→ **YOUR TASK**: From the first line of the data below, copy each line up to the one containing "let body = resp.text().await.unwrap_or_default();", and include that line too.

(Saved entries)
[Start of section]
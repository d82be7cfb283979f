// src/ingest/providers/openai.rs
use std::time::Duration;

use async_trait::async_trait;
use serde::{Deserialize, Serialize};

use crate::error::{IngestError, Result};
use crate::ingest::types::Embedder;

const OPENAI_BASE: &str = "https://api.openai.com/v1";

/// OpenAI-compatible `/embeddings`.
pub struct OpenAiEmbedder {
    http: reqwest::Client,
    api_key: String,
    model: String,
    base_url: String,
}

impl OpenAiEmbedder {
    pub fn new(
        api_key: &str,
        model: &str,
        base_url: Option<&str>,
        timeout_secs: u64,
    ) -> Result<Self> {
        let http = reqwest::Client::builder()
            .user_agent(concat!("news-ingest/", env!("CARGO_PKG_VERSION")))
            .connect_timeout(Duration::from_secs(4))
            .timeout(Duration::from_secs(timeout_secs.max(1)))
            .build()
            .map_err(|e| IngestError::Config(format!("openai client: {e}")))?;
        Ok(Self {
            http,
            api_key: api_key.to_string(),
            model: model.to_string(),
            base_url: base_url.unwrap_or(OPENAI_BASE).trim_end_matches('/').to_string(),
        })
    }
}

#[async_trait]
impl Embedder for OpenAiEmbedder {
    async fn embed(&self, text: &str) -> Result<Vec<f32>> {
        #[derive(Serialize)]
        struct Req<'a> {
            model: &'a str,
            input: &'a str,
        }
        #[derive(Deserialize)]
        struct Resp {
            data: Vec<Item>,
        }
        #[derive(Deserialize)]
        struct Item {
            embedding: Vec<f32>,
        }

        let resp = self
            .http
            .post(format!("{}/embeddings", self.base_url))
            .bearer_auth(&self.api_key)
            .json(&Req {
                model: &self.model,
                input: text,
            })
            .send()
            .await?;
        let status = resp.status();
        if !status.is_success() {
            let body = resp.text().await.unwrap_or_default();
            return Err(IngestError::Provider(format!("openai {status}: {body}")));
        }
        let parsed: Resp = resp
            .json()
            .await
            .map_err(|e| IngestError::Provider(format!("openai decode: {e}")))?;
        parsed
            .data
            .into_iter()
            .next()
            .map(|i| i.embedding)
            .filter(|v| !v.is_empty())
            .ok_or_else(|| IngestError::Provider("openai returned no embedding".into()))
    }

    fn name(&self) -> &'static str {
        "openai"
    }
}
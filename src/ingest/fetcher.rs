// src/ingest/fetcher.rs
use metrics::counter;
use tracing::{debug, info, warn};

use crate::ingest::parser::parse_feed;
use crate::ingest::types::{FeedFetcher, FeedItem, Source};

/// Fetch and parse one source. Never fails: network and parse problems
/// degrade to the single pseudo-item for the source.
///
/// The returned list is capped at `max_items`.
pub async fn fetch_source_items(
    fetcher: &dyn FeedFetcher,
    source: &Source,
    max_items: usize,
    max_description_len: usize,
) -> Vec<FeedItem> {
    let mut items = if source.is_feed() {
        fetch_feed_items(fetcher, source, max_description_len).await
    } else {
        debug!(source = %source.name, "page source, skipping feed fetch");
        Vec::new()
    };

    if items.is_empty() {
        items.push(pseudo_item(source));
    }
    items.truncate(max_items);
    items
}

async fn fetch_feed_items(
    fetcher: &dyn FeedFetcher,
    source: &Source,
    max_description_len: usize,
) -> Vec<FeedItem> {
    let body = match fetcher.fetch(&source.url).await {
        Ok(body) => body,
        Err(e) => {
            warn!(source = %source.name, url = %source.url, error = %e, "feed fetch failed");
            counter!("ingest_feed_errors_total").increment(1);
            return Vec::new();
        }
    };

    match parse_feed(&body, max_description_len) {
        Ok(items) => {
            info!(source = %source.name, found = items.len(), "feed parsed");
            items
        }
        Err(e) => {
            warn!(source = %source.name, error = %e, "feed not parseable");
            Vec::new()
        }
    }
}

/// Stand-in item for page sources and feeds that yielded nothing: the source
/// URL as link, the source name (or URL) as title, no description.
pub fn pseudo_item(source: &Source) -> FeedItem {
    let title = if source.name.trim().is_empty() {
        source.url.clone()
    } else {
        source.name.trim().to_string()
    };
    FeedItem {
        title,
        link: source.url.clone(),
        ..FeedItem::default()
    }
}
use crate::config::{Config, Icon, ItemConfig, Label};
use crate::events::DockEvent;

/// One dock entry: an icon token plus its display label.
///
/// Items compare by value. Reorder lookup is equality-based, so a dock
/// holding two equal items is ambiguous: the first match wins.
#[derive(Debug, Clone, PartialEq)]
pub struct DockItem {
    pub icon: Icon,
    pub label: Label,
}

impl DockItem {
    pub fn new(icon: Icon, label: Label) -> Self {
        Self { icon, label }
    }

    pub fn from_config(cfg: &ItemConfig) -> Option<Self> {
        let icon = cfg.icon?;
        let label = cfg
            .label
            .clone()
            .unwrap_or_else(|| Label::new(icon.to_string()));
        Some(Self { icon, label })
    }
}

/// Ordered dock contents plus the transient gesture state.
///
/// All mutators are total: out-of-range indices and unknown items degrade to
/// no-ops so a half-cancelled gesture can never poison the interaction.
pub struct DockState<T> {
    items: Vec<T>,
    hover_index: Option<usize>,
    drag_index: Option<usize>,
}

impl<T: PartialEq> DockState<T> {
    pub fn new(items: Vec<T>) -> Self {
        Self {
            items,
            hover_index: None,
            drag_index: None,
        }
    }

    pub fn items(&self) -> &[T] {
        &self.items
    }

    pub fn hover_index(&self) -> Option<usize> {
        self.hover_index
    }

    pub fn drag_index(&self) -> Option<usize> {
        self.drag_index
    }

    /// Starts a drag on the item at `index`. Ignored when out of range.
    pub fn begin_drag(&mut self, index: usize) -> GestureAction {
        if index >= self.items.len() {
            return GestureAction::default();
        }

        let changed = self.drag_index != Some(index);
        self.drag_index = Some(index);
        GestureAction::new(changed, false)
    }

    /// Moves the hover target to `target`.
    ///
    /// Every slot accepts every item (reordering is unconstrained); only an
    /// out-of-range target is ignored, to keep the index in bounds.
    pub fn update_hover(&mut self, target: usize) -> GestureAction {
        if target >= self.items.len() {
            return GestureAction::default();
        }

        let changed = self.hover_index != Some(target);
        self.hover_index = Some(target);
        GestureAction::new(changed, false)
    }

    /// Abandons the gesture, restoring the no-active-gesture state.
    /// Idempotent.
    pub fn end_hover(&mut self) -> GestureAction {
        let changed = self.hover_index.is_some() || self.drag_index.is_some();
        self.hover_index = None;
        self.drag_index = None;
        GestureAction::new(changed, false)
    }

    /// Drops `item` onto the slot at `target`.
    ///
    /// The item is located by equality, removed, and reinserted at `target`
    /// in the shifted sequence (clamped to the tail). An item that is not in
    /// the dock leaves the order untouched. Either way the gesture indices
    /// are cleared.
    pub fn commit_reorder(&mut self, item: &T, target: usize) -> GestureAction {
        let cleared = self.end_hover();

        let Some(current) = self.items.iter().position(|i| i == item) else {
            log::debug!("drop ignored: item not in dock");
            return cleared;
        };

        let moved = self.items.remove(current);
        let target = target.min(self.items.len());
        self.items.insert(target, moved);

        let order_changed = current != target;
        GestureAction::new(cleared.should_redraw || order_changed, order_changed)
    }

    /// Single entry point for the host's event loop.
    pub fn apply(&mut self, event: DockEvent<T>) -> GestureAction {
        match event {
            DockEvent::DragStart(index) => self.begin_drag(index),
            DockEvent::HoverEnter(target) => self.update_hover(target),
            DockEvent::HoverLeave => self.end_hover(),
            DockEvent::Drop { item, target } => self.commit_reorder(&item, target),
        }
    }
}

impl DockState<DockItem> {
    pub fn from_config(config: &Config) -> Self {
        Self::new(config.items.iter().filter_map(DockItem::from_config).collect())
    }
}

/// What the host should do after a mutation.
#[derive(Debug, Clone, Copy, Default)]
pub struct GestureAction {
    pub should_redraw: bool,
    pub order_changed: bool,
}

impl GestureAction {
    pub fn new(should_redraw: bool, order_changed: bool) -> Self {
        Self {
            should_redraw,
            order_changed,
        }
    }
}
use crate::dock::{
    BASE_ITEM_SIZE, BASE_LIFT, EDGE_MARGIN_COLLAPSED, EDGE_MARGIN_EXPANDED, PEAK_ITEM_SIZE,
    PEAK_LIFT,
};
use crate::events::AppEvent;
use async_channel::Sender;
use derive_more::{AsRef, Deref, Display, From, Into};
use directories::ProjectDirs;
use notify::{EventKind, RecommendedWatcher, RecursiveMode, Watcher};
use serde::{Deserialize, Serialize};
use serde_with::DeserializeFromStr;
use strum::{Display as StrumDisplay, EnumIter, EnumString};
use thiserror::Error;

#[derive(
    Debug,
    Clone,
    Copy,
    PartialEq,
    Eq,
    Hash,
    Serialize,
    DeserializeFromStr,
    EnumString,
    EnumIter,
    StrumDisplay,
)]
#[strum(ascii_case_insensitive)]
#[serde(rename_all = "lowercase")]
pub enum Icon {
    Person,
    Message,
    Call,
    Camera,
    Photo,
}

#[derive(
    Debug, Clone, PartialEq, Eq, Hash, Serialize, Deserialize, Display, Deref, From, Into, AsRef,
)]
#[serde(transparent)]
pub struct Label(String);

impl Label {
    pub fn new(s: impl Into<String>) -> Self {
        Self(s.into())
    }
}

#[derive(Debug, Clone, Deserialize, Serialize)]
pub struct ItemConfig {
    pub icon: Option<Icon>,
    pub label: Option<Label>,
}

/// Numeric knobs for the proximity effect and the drop-gap reservation.
#[derive(Debug, Clone, Copy, Deserialize, Serialize)]
#[serde(default)]
pub struct DockTuning {
    pub base_size: f64,
    pub peak_size: f64,
    pub base_lift: f64,
    pub peak_lift: f64,
    pub edge_margin_collapsed: f64,
    pub edge_margin_expanded: f64,
}

impl Default for DockTuning {
    fn default() -> Self {
        Self {
            base_size: BASE_ITEM_SIZE,
            peak_size: PEAK_ITEM_SIZE,
            base_lift: BASE_LIFT,
            peak_lift: PEAK_LIFT,
            edge_margin_collapsed: EDGE_MARGIN_COLLAPSED,
            edge_margin_expanded: EDGE_MARGIN_EXPANDED,
        }
    }
}

#[derive(Debug, Clone, Deserialize, Serialize, Default)]
pub struct Config {
    #[serde(default)]
    pub tuning: DockTuning,
    #[serde(default)]
    pub items: Vec<ItemConfig>,
}

#[derive(Error, Debug)]
pub enum ConfigError {
    #[error("Failed to determine config directory")]
    ConfigDirNotFound,
    #[error("Config error: {0}")]
    Config(#[from] config::ConfigError),
    #[error("Notify error: {0}")]
    Notify(#[from] notify::Error),
}

pub fn get_config_path() -> Result<std::path::PathBuf, ConfigError> {
    let proj_dirs =
        ProjectDirs::from("org", "troia", "marina").ok_or(ConfigError::ConfigDirNotFound)?;
    Ok(proj_dirs.config_dir().join("config.toml"))
}

pub fn load_config() -> Result<Config, ConfigError> {
    let config_path = get_config_path()?;

    let s = config::Config::builder()
        .add_source(config::File::from(config_path).required(false))
        .add_source(config::Environment::with_prefix("MARINA"))
        .build()?;

    Ok(s.try_deserialize()?)
}

/// Loads the user config, falling back to the embedded defaults when the
/// file is missing or malformed.
pub fn load_or_default() -> Config {
    match load_config() {
        Ok(c) if !c.items.is_empty() => c,
        Ok(_) => default_items_config(),
        Err(e) => {
            log::error!("Failed to load config, using defaults: {}", e);
            default_items_config()
        }
    }
}

fn default_items_config() -> Config {
    config::Config::builder()
        .add_source(config::File::from_str(
            DEFAULT_CONFIG,
            config::FileFormat::Toml,
        ))
        .build()
        .and_then(config::Config::try_deserialize)
        .unwrap_or_default()
}

pub fn write_default_config() -> std::io::Result<std::path::PathBuf> {
    let path =
        get_config_path().map_err(|e| std::io::Error::new(std::io::ErrorKind::NotFound, e))?;
    if let Some(parent) = path.parent() {
        fs_err::create_dir_all(parent)?;
    }
    if !path.exists() {
        fs_err::write(&path, DEFAULT_CONFIG)?;
    }
    Ok(path)
}

const DEFAULT_CONFIG: &str = include_str!("default_config.toml");

/// Watches the config file and signals the host on every meaningful change.
/// The host decides whether to reload and rebuild its dock.
pub async fn run_async_watcher(tx: Sender<AppEvent>) {
    let config_path = match get_config_path() {
        Ok(p) => p,
        Err(e) => {
            log::error!("Config watcher error: {}", e);
            return;
        }
    };
    let config_dir = match config_path.parent() {
        Some(p) => p.to_path_buf(),
        None => return,
    };

    if let Err(e) = fs_err::create_dir_all(&config_dir) {
        log::error!("Failed to create config directory for watching: {}", e);
        return;
    }

    let (bridge_tx, bridge_rx) = async_channel::unbounded();

    let mut watcher = match RecommendedWatcher::new(
        move |res| {
            let _ = bridge_tx.send_blocking(res);
        },
        notify::Config::default(),
    ) {
        Ok(w) => w,
        Err(e) => {
            log::error!("Failed to create watcher: {}", e);
            return;
        }
    };

    if let Err(e) = watcher.watch(&config_dir, RecursiveMode::NonRecursive) {
        log::error!("Failed to watch config directory: {}", e);
        return;
    }

    while let Ok(res) = bridge_rx.recv().await {
        match res {
            Ok(event) => {
                let meaningful_event = matches!(
                    event.kind,
                    EventKind::Modify(_) | EventKind::Create(_) | EventKind::Remove(_)
                );

                if meaningful_event
                    && event.paths.iter().any(|p| p == &config_path)
                    && tx.send(AppEvent::ConfigReload).await.is_err()
                {
                    break;
                }
            }
            Err(e) => log::error!("Watch error: {}", e),
        }
    }
}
[End of section]
→ **ANSWER TO THIS TASK**:
repository d82be7cfb283979f
// src/ingest/providers/openai.rs
use std::time::Duration;

use async_trait::async_trait;
use serde::{Deserialize, Serialize};

use crate::error::{IngestError, Result};
use crate::ingest::types::Embedder;

const OPENAI_BASE: &str = "https://api.openai.com/v1";

/// OpenAI-compatible `/embeddings`.
pub struct OpenAiEmbedder {
    http: reqwest::Client,
    api_key: String,
    model: String,
    base_url: String,
}

impl OpenAiEmbedder {
    pub fn new(
        api_key: &str,
        model: &str,
        base_url: Option<&str>,
        timeout_secs: u64,
    ) -> Result<Self> {
        let http = reqwest::Client::builder()
            .user_agent(concat!("news-ingest/", env!("CARGO_PKG_VERSION")))
            .connect_timeout(Duration::from_secs(4))
            .timeout(Duration::from_secs(timeout_secs.max(1)))
            .build()
            .map_err(|e| IngestError::Config(format!("openai client: {e}")))?;
        Ok(Self {
            http,
            api_key: api_key.to_string(),
            model: model.to_string(),
            base_url: base_url.unwrap_or(OPENAI_BASE).trim_end_matches('/').to_string(),
        })
    }
}

#[async_trait]
impl Embedder for OpenAiEmbedder {
    async fn embed(&self, text: &str) -> Result<Vec<f32>> {
        #[derive(Serialize)]
        struct Req<'a> {
            model: &'a str,
            input: &'a str,
        }
        #[derive(Deserialize)]
        struct Resp {
            data: Vec<Item>,
        }
        #[derive(Deserialize)]
        struct Item {
            embedding: Vec<f32>,
        }

        let resp = self
            .http
            .post(format!("{}/embeddings", self.base_url))
            .bearer_auth(&self.api_key)
            .json(&Req {
                model: &self.model,
                input: text,
            })
            .send()
            .await?;
        let status = resp.status();
        if !status.is_success() {
            let body = resp.text().await.unwrap_or_default();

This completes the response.